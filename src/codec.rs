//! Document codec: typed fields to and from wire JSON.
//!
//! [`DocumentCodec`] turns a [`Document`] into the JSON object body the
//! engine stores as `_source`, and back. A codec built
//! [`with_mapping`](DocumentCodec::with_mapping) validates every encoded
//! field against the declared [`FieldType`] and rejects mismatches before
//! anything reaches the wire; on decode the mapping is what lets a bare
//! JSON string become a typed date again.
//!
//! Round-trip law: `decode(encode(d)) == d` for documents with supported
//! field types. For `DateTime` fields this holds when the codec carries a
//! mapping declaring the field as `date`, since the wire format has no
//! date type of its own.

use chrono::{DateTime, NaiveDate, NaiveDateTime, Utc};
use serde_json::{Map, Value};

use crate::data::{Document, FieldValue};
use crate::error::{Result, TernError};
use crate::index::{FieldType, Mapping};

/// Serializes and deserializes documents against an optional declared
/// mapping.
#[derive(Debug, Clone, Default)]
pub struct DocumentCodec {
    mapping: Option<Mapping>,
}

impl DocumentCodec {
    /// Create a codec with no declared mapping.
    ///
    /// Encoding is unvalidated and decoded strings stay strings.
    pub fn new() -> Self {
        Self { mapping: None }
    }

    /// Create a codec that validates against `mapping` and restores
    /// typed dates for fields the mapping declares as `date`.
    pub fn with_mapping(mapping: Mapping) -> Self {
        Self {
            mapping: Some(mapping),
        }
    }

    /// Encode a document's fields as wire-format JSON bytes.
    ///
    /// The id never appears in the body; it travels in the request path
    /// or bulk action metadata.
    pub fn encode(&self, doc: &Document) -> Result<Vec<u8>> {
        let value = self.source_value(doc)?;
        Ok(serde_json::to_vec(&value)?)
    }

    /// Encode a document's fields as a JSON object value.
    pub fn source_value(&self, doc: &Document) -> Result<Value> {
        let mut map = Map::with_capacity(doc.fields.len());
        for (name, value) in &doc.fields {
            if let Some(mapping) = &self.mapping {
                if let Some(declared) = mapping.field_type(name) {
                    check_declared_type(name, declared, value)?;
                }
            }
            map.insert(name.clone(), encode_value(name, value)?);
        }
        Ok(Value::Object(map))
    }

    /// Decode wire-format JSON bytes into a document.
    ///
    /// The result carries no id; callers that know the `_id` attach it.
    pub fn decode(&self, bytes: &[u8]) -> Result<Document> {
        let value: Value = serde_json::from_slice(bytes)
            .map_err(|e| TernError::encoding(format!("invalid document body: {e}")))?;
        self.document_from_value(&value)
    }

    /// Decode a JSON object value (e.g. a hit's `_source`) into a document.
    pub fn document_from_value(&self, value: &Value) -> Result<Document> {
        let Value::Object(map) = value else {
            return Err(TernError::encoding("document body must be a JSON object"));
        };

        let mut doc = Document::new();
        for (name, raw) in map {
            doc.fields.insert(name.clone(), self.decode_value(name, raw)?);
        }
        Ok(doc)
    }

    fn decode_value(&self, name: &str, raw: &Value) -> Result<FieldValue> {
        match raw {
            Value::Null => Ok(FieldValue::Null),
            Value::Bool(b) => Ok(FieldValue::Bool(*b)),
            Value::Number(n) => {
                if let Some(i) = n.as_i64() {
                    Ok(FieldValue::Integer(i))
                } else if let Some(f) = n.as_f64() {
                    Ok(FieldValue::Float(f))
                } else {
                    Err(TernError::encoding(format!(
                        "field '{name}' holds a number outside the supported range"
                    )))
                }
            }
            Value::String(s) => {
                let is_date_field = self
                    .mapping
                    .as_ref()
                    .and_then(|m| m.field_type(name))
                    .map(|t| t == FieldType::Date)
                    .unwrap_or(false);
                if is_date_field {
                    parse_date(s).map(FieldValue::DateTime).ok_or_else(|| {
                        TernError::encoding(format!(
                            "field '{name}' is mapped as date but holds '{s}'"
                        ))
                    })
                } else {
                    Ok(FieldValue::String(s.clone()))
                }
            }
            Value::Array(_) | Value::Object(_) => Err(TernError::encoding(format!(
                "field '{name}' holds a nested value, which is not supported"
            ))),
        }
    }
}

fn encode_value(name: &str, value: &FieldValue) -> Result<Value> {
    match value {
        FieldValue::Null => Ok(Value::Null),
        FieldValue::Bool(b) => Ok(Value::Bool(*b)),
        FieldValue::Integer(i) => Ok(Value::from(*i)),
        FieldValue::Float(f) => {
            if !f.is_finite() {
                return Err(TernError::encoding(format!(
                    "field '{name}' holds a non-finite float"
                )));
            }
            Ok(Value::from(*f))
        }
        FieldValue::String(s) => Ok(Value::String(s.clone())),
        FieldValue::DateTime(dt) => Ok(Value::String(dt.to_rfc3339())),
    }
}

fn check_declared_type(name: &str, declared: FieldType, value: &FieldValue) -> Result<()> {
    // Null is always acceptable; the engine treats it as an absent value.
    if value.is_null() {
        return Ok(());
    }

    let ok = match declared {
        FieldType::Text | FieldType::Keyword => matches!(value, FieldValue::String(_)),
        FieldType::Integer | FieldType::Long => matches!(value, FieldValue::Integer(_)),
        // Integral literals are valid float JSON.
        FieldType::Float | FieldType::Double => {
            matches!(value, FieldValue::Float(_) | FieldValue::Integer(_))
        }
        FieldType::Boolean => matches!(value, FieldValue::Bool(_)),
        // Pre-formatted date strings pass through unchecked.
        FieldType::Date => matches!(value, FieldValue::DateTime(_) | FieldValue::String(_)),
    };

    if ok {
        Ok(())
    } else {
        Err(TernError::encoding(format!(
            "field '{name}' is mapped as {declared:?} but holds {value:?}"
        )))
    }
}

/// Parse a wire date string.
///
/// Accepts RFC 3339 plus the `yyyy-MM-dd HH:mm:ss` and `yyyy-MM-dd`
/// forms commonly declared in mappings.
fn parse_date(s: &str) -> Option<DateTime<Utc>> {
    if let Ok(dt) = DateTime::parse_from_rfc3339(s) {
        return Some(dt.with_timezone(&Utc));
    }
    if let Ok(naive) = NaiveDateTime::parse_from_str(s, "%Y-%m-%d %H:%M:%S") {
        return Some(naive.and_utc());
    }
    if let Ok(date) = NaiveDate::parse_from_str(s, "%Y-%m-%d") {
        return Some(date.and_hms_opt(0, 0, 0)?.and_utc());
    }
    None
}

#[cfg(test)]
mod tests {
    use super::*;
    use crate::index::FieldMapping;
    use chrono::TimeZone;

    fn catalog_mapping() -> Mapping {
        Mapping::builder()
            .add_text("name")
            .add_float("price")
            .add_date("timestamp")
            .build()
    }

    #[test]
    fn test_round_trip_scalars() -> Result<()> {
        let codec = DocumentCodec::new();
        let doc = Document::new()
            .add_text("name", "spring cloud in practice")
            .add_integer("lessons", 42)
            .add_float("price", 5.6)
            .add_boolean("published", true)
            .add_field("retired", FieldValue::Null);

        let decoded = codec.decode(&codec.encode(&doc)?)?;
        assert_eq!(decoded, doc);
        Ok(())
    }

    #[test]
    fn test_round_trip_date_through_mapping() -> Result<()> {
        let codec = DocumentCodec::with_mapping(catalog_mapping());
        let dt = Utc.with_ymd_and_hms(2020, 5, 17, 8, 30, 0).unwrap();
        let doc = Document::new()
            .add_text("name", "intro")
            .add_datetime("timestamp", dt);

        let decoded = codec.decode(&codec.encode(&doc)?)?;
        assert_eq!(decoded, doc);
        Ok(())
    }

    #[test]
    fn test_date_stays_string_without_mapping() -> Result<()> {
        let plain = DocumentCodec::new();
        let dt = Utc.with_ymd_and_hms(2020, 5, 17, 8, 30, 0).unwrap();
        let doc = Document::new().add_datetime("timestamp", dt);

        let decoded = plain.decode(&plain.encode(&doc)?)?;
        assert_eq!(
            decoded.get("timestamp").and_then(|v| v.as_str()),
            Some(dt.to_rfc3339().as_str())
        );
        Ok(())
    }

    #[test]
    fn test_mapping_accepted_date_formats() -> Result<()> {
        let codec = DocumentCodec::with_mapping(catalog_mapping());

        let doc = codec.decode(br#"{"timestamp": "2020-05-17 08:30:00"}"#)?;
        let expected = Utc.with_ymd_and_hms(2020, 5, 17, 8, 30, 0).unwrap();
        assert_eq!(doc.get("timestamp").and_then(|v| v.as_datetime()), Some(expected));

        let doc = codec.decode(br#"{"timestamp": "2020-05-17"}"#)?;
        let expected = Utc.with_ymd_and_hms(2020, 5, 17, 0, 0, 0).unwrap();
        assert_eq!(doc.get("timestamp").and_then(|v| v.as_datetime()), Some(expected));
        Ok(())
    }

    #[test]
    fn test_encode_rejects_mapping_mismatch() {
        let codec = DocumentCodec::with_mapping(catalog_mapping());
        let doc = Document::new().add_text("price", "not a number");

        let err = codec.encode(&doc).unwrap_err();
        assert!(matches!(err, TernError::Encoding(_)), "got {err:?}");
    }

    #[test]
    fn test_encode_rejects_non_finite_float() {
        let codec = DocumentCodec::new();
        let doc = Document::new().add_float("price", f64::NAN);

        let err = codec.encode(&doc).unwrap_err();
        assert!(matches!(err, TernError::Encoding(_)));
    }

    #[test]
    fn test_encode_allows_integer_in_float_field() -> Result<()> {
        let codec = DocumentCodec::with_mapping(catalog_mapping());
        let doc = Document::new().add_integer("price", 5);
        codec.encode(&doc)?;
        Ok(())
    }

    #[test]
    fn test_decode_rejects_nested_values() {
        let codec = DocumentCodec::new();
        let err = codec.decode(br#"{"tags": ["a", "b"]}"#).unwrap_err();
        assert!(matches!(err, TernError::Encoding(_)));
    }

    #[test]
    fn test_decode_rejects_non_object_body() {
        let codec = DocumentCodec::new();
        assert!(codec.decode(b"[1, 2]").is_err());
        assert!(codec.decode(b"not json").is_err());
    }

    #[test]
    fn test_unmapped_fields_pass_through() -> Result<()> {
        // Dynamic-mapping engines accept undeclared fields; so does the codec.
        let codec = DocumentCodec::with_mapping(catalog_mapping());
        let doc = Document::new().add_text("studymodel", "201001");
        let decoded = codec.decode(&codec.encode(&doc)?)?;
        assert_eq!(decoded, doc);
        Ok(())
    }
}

——

_TASK DIRECTIONS_.
Taking the material above, extract exactly and only the lines from the line with "FieldType::Float | FieldType::Double" to the line with "use super::*;", inclusive of both.

_REPLY_.
        FieldType::Float | FieldType::Double => {
            matches!(value, FieldValue::Float(_) | FieldValue::Integer(_))
        }
        FieldType::Boolean => matches!(value, FieldValue::Bool(_)),
        // Pre-formatted date strings pass through unchecked.
        FieldType::Date => matches!(value, FieldValue::DateTime(_) | FieldValue::String(_)),
    };

    if ok {
        Ok(())
    } else {
        Err(TernError::encoding(format!(
            "field '{name}' is mapped as {declared:?} but holds {value:?}"
        )))
    }
}

/// Parse a wire date string.
///
/// Accepts RFC 3339 plus the `yyyy-MM-dd HH:mm:ss` and `yyyy-MM-dd`
/// forms commonly declared in mappings.
fn parse_date(s: &str) -> Option<DateTime<Utc>> {
    if let Ok(dt) = DateTime::parse_from_rfc3339(s) {
        return Some(dt.with_timezone(&Utc));
    }
    if let Ok(naive) = NaiveDateTime::parse_from_str(s, "%Y-%m-%d %H:%M:%S") {
        return Some(naive.and_utc());
    }
    if let Ok(date) = NaiveDate::parse_from_str(s, "%Y-%m-%d") {
        return Some(date.and_hms_opt(0, 0, 0)?.and_utc());
    }
    None
}

#[cfg(test)]
mod tests {
    use super::*;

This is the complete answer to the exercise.